Undoing Gender …?

I recently read an article that I’m recommending to all of my colleagues and will adopt for my graduate seminar next year.  It’s Robin Ely and Debra E. Meyerson’s “An Organizational Approach to Undoing Gender: The Unlikely Case of Offshore Oil Platforms.”  It is methodologically exciting—they performed a case study of two offshore oil platforms in the Gulf of Mexico (before the Deepwater Horizon oil spill) and analyzed case data of published work on men doing “dangerous” work (e.g., miners, wild land firefighters, military service).   It is also theoretically provocative—they theorize that organizations can “disrupt conventional masculinity’s masculine elements” (page 5).  Organizations, they conclude, have the capacity to change deeply rooted work cultures; namely, organizations can both “do” and “undo” gender at work.  In their case, an organization initiative on one of the oil rigs designed to increase safety, had the unexpected effect of allowing men to “de-masculinize” their behaviors—to openly admit and share responsibility for mistakes, to work for the collective, to express their feelings, and reduce the typical need to express “toughness” common among men doing dangerous work.    They actually found that the new organizational initiative reduced men’s need to compete or otherwise affirm their masculine credentials.

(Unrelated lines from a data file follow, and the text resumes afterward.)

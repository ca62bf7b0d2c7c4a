// Fieldgate Rust Source Code File
//
// Copyright 2024-2026 Fieldgate Project Developers. All rights reserved.
//
// Licensed under the BSD 3-Clause license. See LICENSE file in the project root
// for full license information.

use crate::features::{
  FINGERPRINT_FEATURES, QUERY_FEATURES, SENSOR_FEATURES, fingerprint_features, query_features,
  sensor_features,
};
use crate::model::{LinearModel, logistic, softmax};
use chrono::{DateTime, Utc};
use fieldgate_core::Fingerprint;
use getset::{CopyGetters, Getters};
use std::collections::BTreeMap;
use std::path::Path;
use tracing::info;

/// Output classes of the intent model, in model row order.
#[derive(Debug, Clone, Copy, PartialEq, Eq, strum_macros::Display)]
#[strum(serialize_all = "snake_case")]
pub enum IntentClass {
  GetTemperature,
  GetHumidity,
  GetPressure,
  GetStatus,
  SetValue,
  CompareData,
  GetTrend,
  GeneralQuery,
}

const INTENT_CLASSES: [IntentClass; 8] = [
  IntentClass::GetTemperature,
  IntentClass::GetHumidity,
  IntentClass::GetPressure,
  IntentClass::GetStatus,
  IntentClass::SetValue,
  IntentClass::CompareData,
  IntentClass::GetTrend,
  IntentClass::GeneralQuery,
];

/// Output classes of the device model, in model row order.
#[derive(Debug, Clone, Copy, PartialEq, Eq, strum_macros::Display)]
pub enum DeviceClass {
  #[strum(serialize = "rest")]
  Rest,
  #[strum(serialize = "bacnet")]
  Bacnet,
  #[strum(serialize = "modbus")]
  Modbus,
  #[strum(serialize = "opc-ua")]
  OpcUa,
  #[strum(serialize = "unknown")]
  Unknown,
}

const DEVICE_CLASSES: [DeviceClass; 5] = [
  DeviceClass::Rest,
  DeviceClass::Bacnet,
  DeviceClass::Modbus,
  DeviceClass::OpcUa,
  DeviceClass::Unknown,
];

/// Port-based prior used as the coarse-classifier tie-break and as the whole
/// of the rule path.
fn port_prior(port: u16) -> Option<(DeviceClass, f32)> {
  match port {
    80 | 8000 | 8080 => Some((DeviceClass::Rest, 0.95)),
    47808 => Some((DeviceClass::Bacnet, 0.90)),
    502 => Some((DeviceClass::Modbus, 0.85)),
    4840 => Some((DeviceClass::OpcUa, 0.88)),
    _ => None,
  }
}

#[derive(Debug, Clone, Getters, CopyGetters)]
pub struct ModelInfo {
  #[getset(get = "pub")]
  name: String,
  #[getset(get_copy = "pub")]
  input_size: usize,
  #[getset(get_copy = "pub")]
  output_size: usize,
  #[getset(get_copy = "pub")]
  size_bytes: usize,
  #[getset(get_copy = "pub")]
  loaded: bool,
}

/// The three edge models, each optional. A missing model means that
/// consumer runs its deterministic rule path instead.
#[derive(Debug, Default)]
pub struct ModelBundle {
  intent: Option<LinearModel>,
  device: Option<LinearModel>,
  anomaly: Option<LinearModel>,
}

impl ModelBundle {
  /// Load whatever model files exist under `dir`. Unreadable or corrupt
  /// files degrade to the rule path for that model only.
  pub fn load(dir: &Path) -> Self {
    let load_one = |file: &str, name: &str| match LinearModel::load(name, &dir.join(file)) {
      Ok(model) => {
        info!("loaded model {name} ({} bytes)", model.size_bytes());
        Some(model)
      }
      Err(e) => {
        info!("model {name} unavailable ({e}); using rule path");
        None
      }
    };
    Self {
      intent: load_one("intent.fgm", "intent"),
      device: load_one("device.fgm", "device"),
      anomaly: load_one("anomaly.fgm", "anomaly"),
    }
  }

  /// Bundle with the shipped fixed weights, no files involved.
  pub fn with_defaults() -> Self {
    Self {
      intent: Some(default_intent_model()),
      device: Some(default_device_model()),
      anomaly: Some(default_anomaly_model()),
    }
  }

  /// Bundle with no models at all: every consumer takes the rule path.
  pub fn rule_only() -> Self {
    Self::default()
  }

  /// Write the shipped fixed weights to `dir` as `.fgm` files.
  pub fn write_defaults(dir: &Path) -> Result<(), crate::model::ModelError> {
    std::fs::create_dir_all(dir)?;
    default_intent_model().save(&dir.join("intent.fgm"))?;
    default_device_model().save(&dir.join("device.fgm"))?;
    default_anomaly_model().save(&dir.join("anomaly.fgm"))?;
    Ok(())
  }

  pub fn info(&self) -> Vec<ModelInfo> {
    let describe = |name: &str, model: &Option<LinearModel>, input: usize, output: usize| ModelInfo {
      name: name.to_owned(),
      input_size: model.as_ref().map(|m| m.input_size()).unwrap_or(input),
      output_size: model.as_ref().map(|m| m.output_size()).unwrap_or(output),
      size_bytes: model.as_ref().map(|m| m.size_bytes()).unwrap_or(0),
      loaded: model.is_some(),
    };
    vec![
      describe("intent", &self.intent, QUERY_FEATURES, 8),
      describe("device", &self.device, FINGERPRINT_FEATURES, 5),
      describe("anomaly", &self.anomaly, SENSOR_FEATURES, 1),
    ]
  }

  /// Classify a natural-language request into one of the eight intent
  /// classes. Model path and rule path agree on the golden inputs.
  pub fn classify_intent(&self, query: &str) -> (IntentClass, f32) {
    if let Some(model) = &self.intent {
      let probs = softmax(&model.predict(&query_features(query)));
      let (idx, best) = argmax(&probs);
      return (INTENT_CLASSES[idx], best);
    }
    (rule_intent(query), 1.0)
  }

  /// Coarse protocol classification from a fingerprint. The model's
  /// decision is overridden by the port prior whenever the prior's class
  /// scores within 0.15 of the winner.
  pub fn classify_protocol(&self, fingerprint: &Fingerprint) -> (DeviceClass, f32) {
    let prior = port_prior(fingerprint.port());
    if let Some(model) = &self.device {
      let probs = softmax(&model.predict(&fingerprint_features(fingerprint)));
      let (idx, best) = argmax(&probs);
      let mut class = DEVICE_CLASSES[idx];
      let mut confidence = best;
      if let Some((prior_class, _)) = prior {
        let prior_idx = DEVICE_CLASSES.iter().position(|c| *c == prior_class).expect("prior class is a model class");
        if prior_class != class && probs[prior_idx] + 0.15 >= best {
          class = prior_class;
          confidence = probs[prior_idx];
        }
      }
      return (class, confidence);
    }
    prior.unwrap_or((DeviceClass::Unknown, 0.50))
  }

  /// Scalar anomaly score in [0, 1] for one reading.
  pub fn score_anomaly(&self, reading: &BTreeMap<String, f64>, at: DateTime<Utc>) -> f32 {
    if let Some(model) = &self.anomaly {
      let raw = model.predict(&sensor_features(reading, at));
      return logistic(raw[0]);
    }
    rule_anomaly_score(reading)
  }

  pub fn has_anomaly_model(&self) -> bool {
    self.anomaly.is_some()
  }
}

fn argmax(values: &[f32]) -> (usize, f32) {
  let mut best = (0usize, f32::NEG_INFINITY);
  for (i, v) in values.iter().enumerate() {
    if *v > best.1 {
      best = (i, *v);
    }
  }
  best
}

/// Keyword rule path for intent classification. Ordering matters: commands
/// (set/compare/trend) outrank the parameter keywords they mention.
fn rule_intent(query: &str) -> IntentClass {
  let lower = query.to_lowercase();
  let has = |needles: &[&str]| {
    needles
      .iter()
      .any(|n| lower.split_whitespace().any(|w| w.contains(n)))
  };
  if has(&["set", "change", "update"]) {
    IntentClass::SetValue
  } else if lower.contains("compare") {
    IntentClass::CompareData
  } else if lower.contains("trend") {
    IntentClass::GetTrend
  } else if has(&["temperature", "temp", "heat"]) {
    IntentClass::GetTemperature
  } else if has(&["humidity", "moisture"]) {
    IntentClass::GetHumidity
  } else if has(&["pressure", "psi"]) {
    IntentClass::GetPressure
  } else if has(&["status", "state", "health"]) {
    IntentClass::GetStatus
  } else {
    IntentClass::GeneralQuery
  }
}

/// Rule anomaly score: the fraction of the three core environmental channels
/// that sit outside their hard limits.
fn rule_anomaly_score(reading: &BTreeMap<String, f64>) -> f32 {
  let mut hits = 0;
  let temperature = reading.get("temperature").copied().unwrap_or(20.0);
  let humidity = reading.get("humidity").copied().unwrap_or(50.0);
  let pressure = reading.get("pressure").copied().unwrap_or(1013.0);
  if !(10.0..=40.0).contains(&temperature) {
    hits += 1;
  }
  if !(10.0..=90.0).contains(&humidity) {
    hits += 1;
  }
  if !(900.0..=1100.0).contains(&pressure) {
    hits += 1;
  }
  hits as f32 / 3.0
}

/// Shipped intent weights: each class keys on its keyword-count slot, with
/// command classes weighted above parameter mentions so "set the temperature"
/// lands on set_value.
fn default_intent_model() -> LinearModel {
  let mut weights = vec![0.0f32; 8 * QUERY_FEATURES];
  let mut bias = vec![0.0f32; 8];
  let mut set = |row: usize, col: usize, value: f32| weights[row * QUERY_FEATURES + col] = value;
  set(0, 34, 8.0); // temp mentions → get_temperature
  set(1, 35, 8.0); // humid mentions → get_humidity
  set(2, 36, 8.0); // press mentions → get_pressure
  set(3, 37, 8.0); // status mentions → get_status
  set(4, 38, 12.0); // set mentions → set_value
  set(4, 60, 2.0); // starts with "set"
  set(5, 61, 10.0); // "compare" → compare_data
  set(6, 62, 10.0); // "trend" → get_trend
  bias[7] = 0.5; // general_query floor
  LinearModel::new("intent", QUERY_FEATURES, 8, weights, bias).expect("shipped weights are well-formed")
}

/// Shipped device weights over the fingerprint features.
fn default_device_model() -> LinearModel {
  let mut weights = vec![0.0f32; 5 * FINGERPRINT_FEATURES];
  let mut bias = vec![0.0f32; 5];
  let mut set = |row: usize, col: usize, value: f32| weights[row * FINGERPRINT_FEATURES + col] = value;
  // rest: tcp with a JSON body
  set(0, 1, 2.0);
  set(0, 6, 4.0);
  set(0, 9, 0.5);
  // bacnet: udp, high port number
  set(1, 2, 3.0);
  set(1, 0, 2.0);
  // modbus: tcp on a well-known port, no json
  set(2, 1, 2.0);
  set(2, 9, 2.0);
  set(2, 6, -4.0);
  set(2, 7, 1.0);
  // opc-ua: tcp in the 4xxx range
  set(3, 1, 1.0);
  set(3, 7, 2.0);
  bias[4] = 0.3; // unknown floor
  LinearModel::new("device", FINGERPRINT_FEATURES, 5, weights, bias).expect("shipped weights are well-formed")
}

/// Shipped anomaly weights: deviation-from-normal slots dominate, with the
/// spread features contributing a little.
fn default_anomaly_model() -> LinearModel {
  let mut weights = vec![0.0f32; SENSOR_FEATURES];
  weights[16] = 6.0;
  weights[17] = 4.0;
  weights[18] = 4.0;
  weights[14] = 1.0;
  weights[23] = 0.2;
  LinearModel::new("anomaly", SENSOR_FEATURES, 1, weights, vec![-2.2]).expect("shipped weights are well-formed")
}

#[cfg(test)]
mod tests {
  use super::*;
  use fieldgate_core::Transport;

  fn fingerprint(port: u16, transport: Transport, json: bool) -> Fingerprint {
    Fingerprint::new(transport, port, 15.0, 128, None, None, None, None, json)
  }

  #[test]
  fn rule_path_port_priors() {
    let bundle = ModelBundle::rule_only();
    assert_eq!(bundle.classify_protocol(&fingerprint(47808, Transport::Udp, false)).0, DeviceClass::Bacnet);
    assert_eq!(bundle.classify_protocol(&fingerprint(502, Transport::Tcp, false)).0, DeviceClass::Modbus);
    assert_eq!(bundle.classify_protocol(&fingerprint(8080, Transport::Tcp, true)).0, DeviceClass::Rest);
    let (class, confidence) = bundle.classify_protocol(&fingerprint(9999, Transport::Tcp, false));
    assert_eq!(class, DeviceClass::Unknown);
    assert!((confidence - 0.5).abs() < 1e-6);
  }

  #[test]
  fn model_path_agrees_with_priors_on_the_standard_ports() {
    let bundle = ModelBundle::with_defaults();
    assert_eq!(bundle.classify_protocol(&fingerprint(47808, Transport::Udp, false)).0, DeviceClass::Bacnet);
    assert_eq!(bundle.classify_protocol(&fingerprint(502, Transport::Tcp, false)).0, DeviceClass::Modbus);
    assert_eq!(bundle.classify_protocol(&fingerprint(80, Transport::Tcp, true)).0, DeviceClass::Rest);
    assert_eq!(bundle.classify_protocol(&fingerprint(8080, Transport::Tcp, true)).0, DeviceClass::Rest);
    assert_eq!(bundle.classify_protocol(&fingerprint(4840, Transport::Tcp, false)).0, DeviceClass::OpcUa);
  }

  #[test]
  fn intent_paths_agree_on_golden_inputs() {
    let golden = [
      ("What's the temperature in room 101?", IntentClass::GetTemperature),
      ("What's the humidity in the building?", IntentClass::GetHumidity),
      ("What's the pressure in room 205?", IntentClass::GetPressure),
      ("What's the status of the HVAC system?", IntentClass::GetStatus),
      ("Set temperature to 22 in room 101", IntentClass::SetValue),
      ("Compare temperature in room 101 and room 102", IntentClass::CompareData),
      ("Show me the temperature trend", IntentClass::GetTrend),
      ("Discover new devices", IntentClass::GeneralQuery),
    ];
    let learned = ModelBundle::with_defaults();
    let rules = ModelBundle::rule_only();
    for (query, expected) in golden {
      assert_eq!(learned.classify_intent(query).0, expected, "learned path: {query}");
      assert_eq!(rules.classify_intent(query).0, expected, "rule path: {query}");
    }
  }

  #[test]
  fn anomaly_score_rises_with_deviation() {
    let bundle = ModelBundle::with_defaults();
    let at = chrono::Utc::now();
    let mut normal = BTreeMap::new();
    normal.insert("temperature".to_owned(), 22.0);
    normal.insert("humidity".to_owned(), 45.0);
    let mut hot = BTreeMap::new();
    hot.insert("temperature".to_owned(), 45.0);
    hot.insert("humidity".to_owned(), 85.0);
    assert!(bundle.score_anomaly(&normal, at) < bundle.score_anomaly(&hot, at));
  }

  #[test]
  fn total_model_budget_is_under_8_kb() {
    let total: usize = ModelBundle::with_defaults().info().iter().map(|m| m.size_bytes()).sum();
    assert!(total <= 8 * 1024, "models take {total} bytes");
  }
}
/// Schneider Electric Modicon M580 PLC, Modbus/TCP industrial controller.
///
/// Register catalogue mirrors the vendor documentation: input registers
/// from 30001, holding registers from 40001, coils 1-5, discrete inputs
/// 10001-10005. Floats occupy two registers, high word first, scaled ×100.
pub fn schneider_modicon_m580() -> DeviceDescriptor {
  let mut register_map = BTreeMap::new();
  let mut parameters = Vec::new();

  // Floats occupy two consecutive registers (high word first), so float
  // entries are spaced two addresses apart.
  let float_inputs: &[(&str, u32, &str, (f64, f64), (f64, f64), (f64, f64))] = &[
    ("Temperature_Sensor_1", 30001, "°C", (15.0, 35.0), (10.0, 40.0), (0.0, 100.0)),
    ("Temperature_Sensor_2", 30003, "°C", (15.0, 35.0), (10.0, 40.0), (0.0, 100.0)),
    ("Pressure_Sensor", 30005, "bar", (1.0, 5.0), (0.5, 8.0), (0.0, 10.0)),
    ("Flow_Rate", 30007, "L/min", (20.0, 80.0), (10.0, 90.0), (0.0, 100.0)),
    ("Vibration_Level", 30009, "mm/s", (0.0, 2.0), (0.0, 5.0), (0.0, 20.0)),
    ("Power_Consumption", 30013, "kW", (5.0, 30.0), (2.0, 40.0), (0.0, 50.0)),
  ];
  for (name, address, unit, normal, warning, error) in float_inputs {
    register_map.insert(*address, RegisterEntry::new(name, ValueKind::Float, unit, 100.0));
    parameters.push(register_param(
      name,
      ValueKind::Float,
      unit,
      *address,
      100.0,
      *normal,
      *warning,
      *error,
      &["Check sensor wiring at the I/O drop", "Verify channel scaling in the PLC program"],
    ));
  }

  let int_registers: &[(&str, u32, &str, (f64, f64), (f64, f64), (f64, f64))] = &[
    ("Motor_Speed", 30011, "RPM", (500.0, 2500.0), (100.0, 2800.0), (0.0, 3000.0)),
    ("System_Status", 30012, "", (0.0, 3.0), (0.0, 3.0), (0.0, 3.0)),
    ("Control_Mode", 40005, "", (0.0, 2.0), (0.0, 2.0), (0.0, 2.0)),
    ("Maintenance_Interval", 40008, "days", (1.0, 365.0), (1.0, 365.0), (1.0, 365.0)),
    ("Calibration_Date", 40009, "days_since_epoch", (0.0, 99999.0), (0.0, 99999.0), (0.0, 99999.0)),
  ];
  for (name, address, unit, normal, warning, error) in int_registers {
    register_map.insert(*address, RegisterEntry::new(name, ValueKind::Int, unit, 1.0));
    parameters.push(register_param(
      name,
      ValueKind::Int,
      unit,
      *address,
      1.0,
      *normal,
      *warning,
      *error,
      &["Cross-check the value against the HMI display"],
    ));
  }

  let float_holdings: &[(&str, u32, &str, (f64, f64), (f64, f64), (f64, f64))] = &[
    ("Setpoint_Temperature", 40001, "°C", (18.0, 30.0), (15.0, 35.0), (10.0, 40.0)),
    ("Setpoint_Pressure", 40003, "bar", (1.5, 4.0), (1.0, 5.0), (0.5, 8.0)),
    ("Alarm_Threshold", 40006, "°C", (25.0, 35.0), (22.0, 38.0), (20.0, 40.0)),
  ];
  for (name, address, unit, normal, warning, error) in float_holdings {
    register_map.insert(*address, RegisterEntry::new(name, ValueKind::Float, unit, 100.0));
    parameters.push(register_param(
      name,
      ValueKind::Float,
      unit,
      *address,
      100.0,
      *normal,
      *warning,
      *error,
      &["Confirm the setpoint is within the process design limits"],
    ));
  }

  let coils: &[(&str, u32)] = &[
    ("Motor_Start", 1),
    ("Pump_Enable", 2),
    ("Alarm_Reset", 3),
    ("Maintenance_Mode", 4),
    ("Remote_Control", 5),
  ];
  for (name, address) in coils {
    register_map.insert(*address, RegisterEntry::new(name, ValueKind::Bool, "", 1.0));
    parameters.push(register_param(
      name,
      ValueKind::Bool,
      "",
      *address,
      1.0,
      (0.0, 1.0),
      (0.0, 1.0),
      (0.0, 1.0),
      &["Verify interlock conditions before forcing the coil"],
    ));
  }

  let discrete_inputs: &[(&str, u32)] = &[
    ("Emergency_Stop", 10001),
    ("Door_Open", 10002),
    ("Power_Supply_OK", 10003),
    ("Communication_OK", 10004),
    ("Sensor_Fault", 10005),
  ];
  for (name, address) in discrete_inputs {
    register_map.insert(*address, RegisterEntry::new(name, ValueKind::Bool, "", 1.0));
    parameters.push(register_param(
      name,
      ValueKind::Bool,
      "",
      *address,
      1.0,
      (0.0, 1.0),
      (0.0, 1.0),
      (0.0, 1.0),
      &["Inspect the field wiring for the reporting input"],
    ));
  }

  DeviceDescriptor::new(
    "Schneider Electric",
    "Modicon M580 PLC",
    "industrial_controller",
    "Modbus",
    parameters,
    vec![
      error_code("E001", "Communication timeout", &["Check network connectivity"]),
      error_code(
        "E002",
        "Sensor reading out of range",
        &["Verify sensor calibration"],
      ),
      error_code(
        "E003",
        "Device not responding",
        &["Check power and connections"],
      ),
      error_code("E004", "Configuration error", &["Verify device settings"]),
      error_code(
        "E005",
        "Maintenance required",
        &["Schedule device maintenance"],
      ),
    ],
    vec![
      "Check device power and connections".to_owned(),
      "Verify network connectivity".to_owned(),
      "Check sensor calibration and placement".to_owned(),
      "Review device configuration settings".to_owned(),
      "Contact manufacturer support if issues persist".to_owned(),
    ],
    vec![
      ("filter_inspection".to_owned(), 30),
      ("sensor_calibration".to_owned(), 90),
      ("controller_inspection".to_owned(), 180),
    ],
    "Schneider Electric Modicon M580 programmable logic controller. Modbus/TCP \
     unit id 1. Input registers 30001-30014 (temperatures, pressure, flow, \
     vibration, motor speed, status, power), holding registers 40001-40010 \
     (setpoints, control mode, alarm threshold, maintenance data), coils 1-5, \
     discrete inputs 10001-10005. Floats span two registers, high word first, \
     scaled ×100."
      .to_owned(),
    false,
    ProtocolExtension::Modbus { register_map },
  )
  .expect("builtin descriptor is well-formed")
}
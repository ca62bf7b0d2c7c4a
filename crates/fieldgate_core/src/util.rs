// Fieldgate Rust Source Code File
//
// Copyright 2024-2026 Fieldgate Project Developers. All rights reserved.
//
// Licensed under the BSD 3-Clause license. See LICENSE file in the project root
// for full license information.

use md5::{Digest, Md5};

/// Hex MD5 digest of a text blob. Used as the idempotency key for embeddings
/// and as the fingerprint cache key; not a security boundary.
pub fn text_digest(text: &str) -> String {
  let mut hasher = Md5::new();
  hasher.update(text.as_bytes());
  let digest = hasher.finalize();
  let mut out = String::with_capacity(32);
  for byte in digest {
    out.push_str(&format!("{byte:02x}"));
  }
  out
}

/// Raw 16-byte MD5 digest, for callers that persist the digest verbatim.
pub fn raw_digest(text: &str) -> [u8; 16] {
  let mut hasher = Md5::new();
  hasher.update(text.as_bytes());
  hasher.finalize().into()
}
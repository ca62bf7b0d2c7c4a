// Fieldgate Rust Source Code File
//
// Copyright 2024-2026 Fieldgate Project Developers. All rights reserved.
//
// Licensed under the BSD 3-Clause license. See LICENSE file in the project root
// for full license information.

use getset::{CopyGetters, Getters};
use serde::{Deserialize, Serialize};

use crate::util::text_digest;

/// Transport a device was observed on.
#[derive(
  Debug, Clone, Copy, PartialEq, Eq, Hash, Serialize, Deserialize, strum_macros::Display, strum_macros::EnumString,
)]
#[strum(serialize_all = "lowercase")]
#[serde(rename_all = "lowercase")]
pub enum Transport {
  Udp,
  Tcp,
}

/// Feature vector extracted from first contact with an unknown device.
///
/// Ephemeral: the resolver consumes it, caches the result under
/// [`digest`](Fingerprint::digest), and discards the fingerprint itself.
#[derive(Debug, Clone, PartialEq, Getters, CopyGetters, Serialize, Deserialize)]
pub struct Fingerprint {
  #[getset(get_copy = "pub")]
  transport: Transport,
  #[getset(get_copy = "pub")]
  port: u16,
  #[getset(get_copy = "pub")]
  response_latency_ms: f64,
  #[getset(get_copy = "pub")]
  payload_size: u32,
  #[getset(get_copy = "pub")]
  vendor_id: Option<u16>,
  #[getset(get = "pub")]
  model_hint: Option<String>,
  #[getset(get = "pub")]
  firmware: Option<String>,
  #[getset(get_copy = "pub")]
  request_cadence_ms: Option<f64>,
  /// Whether the first response advertised a JSON content type.
  #[getset(get_copy = "pub")]
  json_payload: bool,
}

impl Fingerprint {
  #[allow(clippy::too_many_arguments)]
  pub fn new(
    transport: Transport,
    port: u16,
    response_latency_ms: f64,
    payload_size: u32,
    vendor_id: Option<u16>,
    model_hint: Option<String>,
    firmware: Option<String>,
    request_cadence_ms: Option<f64>,
    json_payload: bool,
  ) -> Self {
    Self {
      transport,
      port,
      response_latency_ms,
      payload_size,
      vendor_id,
      model_hint,
      firmware,
      request_cadence_ms,
      json_payload,
    }
  }

  /// Cache key for resolver lookups. Built from the identifying features
  /// only; latency and payload size jitter between sightings of the same
  /// device and are left out.
  pub fn digest(&self) -> String {
    let key = format!(
      "{}|{}|{}|{}",
      self.transport,
      self.port,
      self.vendor_id.map(|v| v.to_string()).unwrap_or_default(),
      self.model_hint.as_deref().unwrap_or_default(),
    );
    text_digest(&key)
  }
}

/// Builder-free convenience for the common probe results.
impl Default for Fingerprint {
  fn default() -> Self {
    Self {
      transport: Transport::Tcp,
      port: 0,
      response_latency_ms: 0.0,
      payload_size: 0,
      vendor_id: None,
      model_hint: None,
      firmware: None,
      request_cadence_ms: None,
      json_payload: false,
    }
  }
}

#[cfg(test)]
mod tests {
  use super::*;

  #[test]
  fn digest_ignores_jitter() {
    let a = Fingerprint::new(Transport::Udp, 47808, 12.0, 24, Some(260), None, None, None, false);
    let b = Fingerprint::new(Transport::Udp, 47808, 48.0, 31, Some(260), None, None, None, false);
    assert_eq!(a.digest(), b.digest());
  }

  #[test]
  fn digest_distinguishes_vendors() {
    let a = Fingerprint::new(Transport::Udp, 47808, 12.0, 24, Some(260), None, None, None, false);
    let b = Fingerprint::new(Transport::Udp, 47808, 12.0, 24, Some(123), None, None, None, false);
    assert_ne!(a.digest(), b.digest());
  }
}
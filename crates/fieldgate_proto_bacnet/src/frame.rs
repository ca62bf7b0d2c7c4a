// Fieldgate Rust Source Code File
//
// Copyright 2024-2026 Fieldgate Project Developers. All rights reserved.
//
// Licensed under the BSD 3-Clause license. See LICENSE file in the project root
// for full license information.

//! Pure BACnet/IP codec: BVLC + NPDU + APDU.
//!
//! Frame layout is bit-accurate: BVLC header (0x81, function, 16-bit
//! length), NPDU (version 0x01, control byte, optional destination fields),
//! then the APDU. Who-Is is `0x10 0x08`, I-Am is `0x10 0x00` followed by the
//! device object identifier, max APDU length, segmentation support, and
//! vendor id as application-tagged values.

use byteorder::{BigEndian, ByteOrder};
use fieldgate_core::errors::{DecodeError, GatewayError, GatewayResult, ProtocolException};

pub const BVLC_TYPE: u8 = 0x81;
pub const BVLC_ORIGINAL_UNICAST: u8 = 0x0A;
pub const BVLC_ORIGINAL_BROADCAST: u8 = 0x0B;

const NPDU_VERSION: u8 = 0x01;
/// Control bit: destination specifier present.
const NPDU_HAS_DESTINATION: u8 = 0x20;
/// Control bit: source specifier present.
const NPDU_HAS_SOURCE: u8 = 0x08;
/// Control bit: a confirmed request expects a reply.
const NPDU_EXPECTING_REPLY: u8 = 0x04;

const PDU_UNCONFIRMED: u8 = 0x10;
const PDU_CONFIRMED: u8 = 0x00;
const PDU_SIMPLE_ACK: u8 = 0x20;
const PDU_COMPLEX_ACK: u8 = 0x30;
const PDU_ERROR: u8 = 0x50;
const PDU_REJECT: u8 = 0x60;

pub const SERVICE_I_AM: u8 = 0x00;
pub const SERVICE_WHO_IS: u8 = 0x08;
pub const SERVICE_READ_PROPERTY: u8 = 0x0C;
pub const SERVICE_WRITE_PROPERTY: u8 = 0x0F;

/// Max-segments/max-APDU octet for outbound confirmed requests (no
/// segmentation, up to 1476 octets).
const CONFIRMED_MAX_APDU: u8 = 0x05;

pub const OBJECT_TYPE_DEVICE: u16 = 8;
pub const PROP_PRESENT_VALUE: u32 = 85;

/// An application-tagged primitive value.
#[derive(Debug, Clone, PartialEq)]
pub enum BacnetValue {
  Real(f32),
  Unsigned(u32),
  Boolean(bool),
  Enumerated(u32),
}

/// Decoded I-Am payload.
#[derive(Debug, Clone, PartialEq, Eq)]
pub struct IAm {
  pub device_instance: u32,
  pub max_apdu_length: u16,
  pub segmentation: u8,
  pub vendor_id: u16,
}

/// Decoded acknowledgement of a confirmed request.
#[derive(Debug, Clone, PartialEq)]
pub enum Ack {
  Simple,
  Value(BacnetValue),
}

fn bvlc(function: u8, payload: &[u8]) -> Vec<u8> {
  let mut frame = Vec::with_capacity(4 + payload.len());
  frame.push(BVLC_TYPE);
  frame.push(function);
  let length = (payload.len() + 4) as u16;
  frame.push((length >> 8) as u8);
  frame.push((length & 0xFF) as u8);
  frame.extend_from_slice(payload);
  frame
}

/// NPDU for a global broadcast (DNET 0xFFFF, hop count 255).
fn npdu_broadcast() -> Vec<u8> {
  vec![NPDU_VERSION, NPDU_HAS_DESTINATION, 0xFF, 0xFF, 0x00, 0xFF]
}

fn npdu_unicast(expecting_reply: bool) -> Vec<u8> {
  vec![NPDU_VERSION, if expecting_reply { NPDU_EXPECTING_REPLY } else { 0x00 }]
}

fn object_identifier(object_type: u16, instance: u32) -> u32 {
  ((object_type as u32) << 22) | (instance & 0x003F_FFFF)
}

fn push_unsigned_app(frame: &mut Vec<u8>, value: u32) {
  // Application tag 2 (unsigned), length by magnitude.
  if value <= 0xFF {
    frame.push(0x21);
    frame.push(value as u8);
  } else if value <= 0xFFFF {
    frame.push(0x22);
    frame.push((value >> 8) as u8);
    frame.push((value & 0xFF) as u8);
  } else {
    frame.push(0x24);
    frame.extend_from_slice(&value.to_be_bytes());
  }
}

If an organizational policy change can unintentionally shift the very culture of an intensely masculine setting, can similar things happen in other typically (although not necessarily dangerous) masculine settings?  I’m thinking here of academic STEM (science, technology, engineering, and math) disciplines whose cultures value masculine ideals (long hours, uninterrupted careers, etc.).   Can we “undo” gender in academic STEM disciplines?  What would hard science look like if we “undid” its masculine identity?  Would more women join, remain in, and advance to the top leadership positions in academic STEM disciplines?   Ely and Meyerson suggest three components of organizational cultures capable of reorienting workers away from masculine behaviors:  (1) the development of collective goals, (2) aligning definitions of competence with job-related tasks (rather than images of the ideal worker), and (3) emphasis on a learning orientation toward work.  It seems that the second organizational cultural shift—de-emphasizing masculine ideals in the definition of task competence—might be one way STEM fields can shift their culture.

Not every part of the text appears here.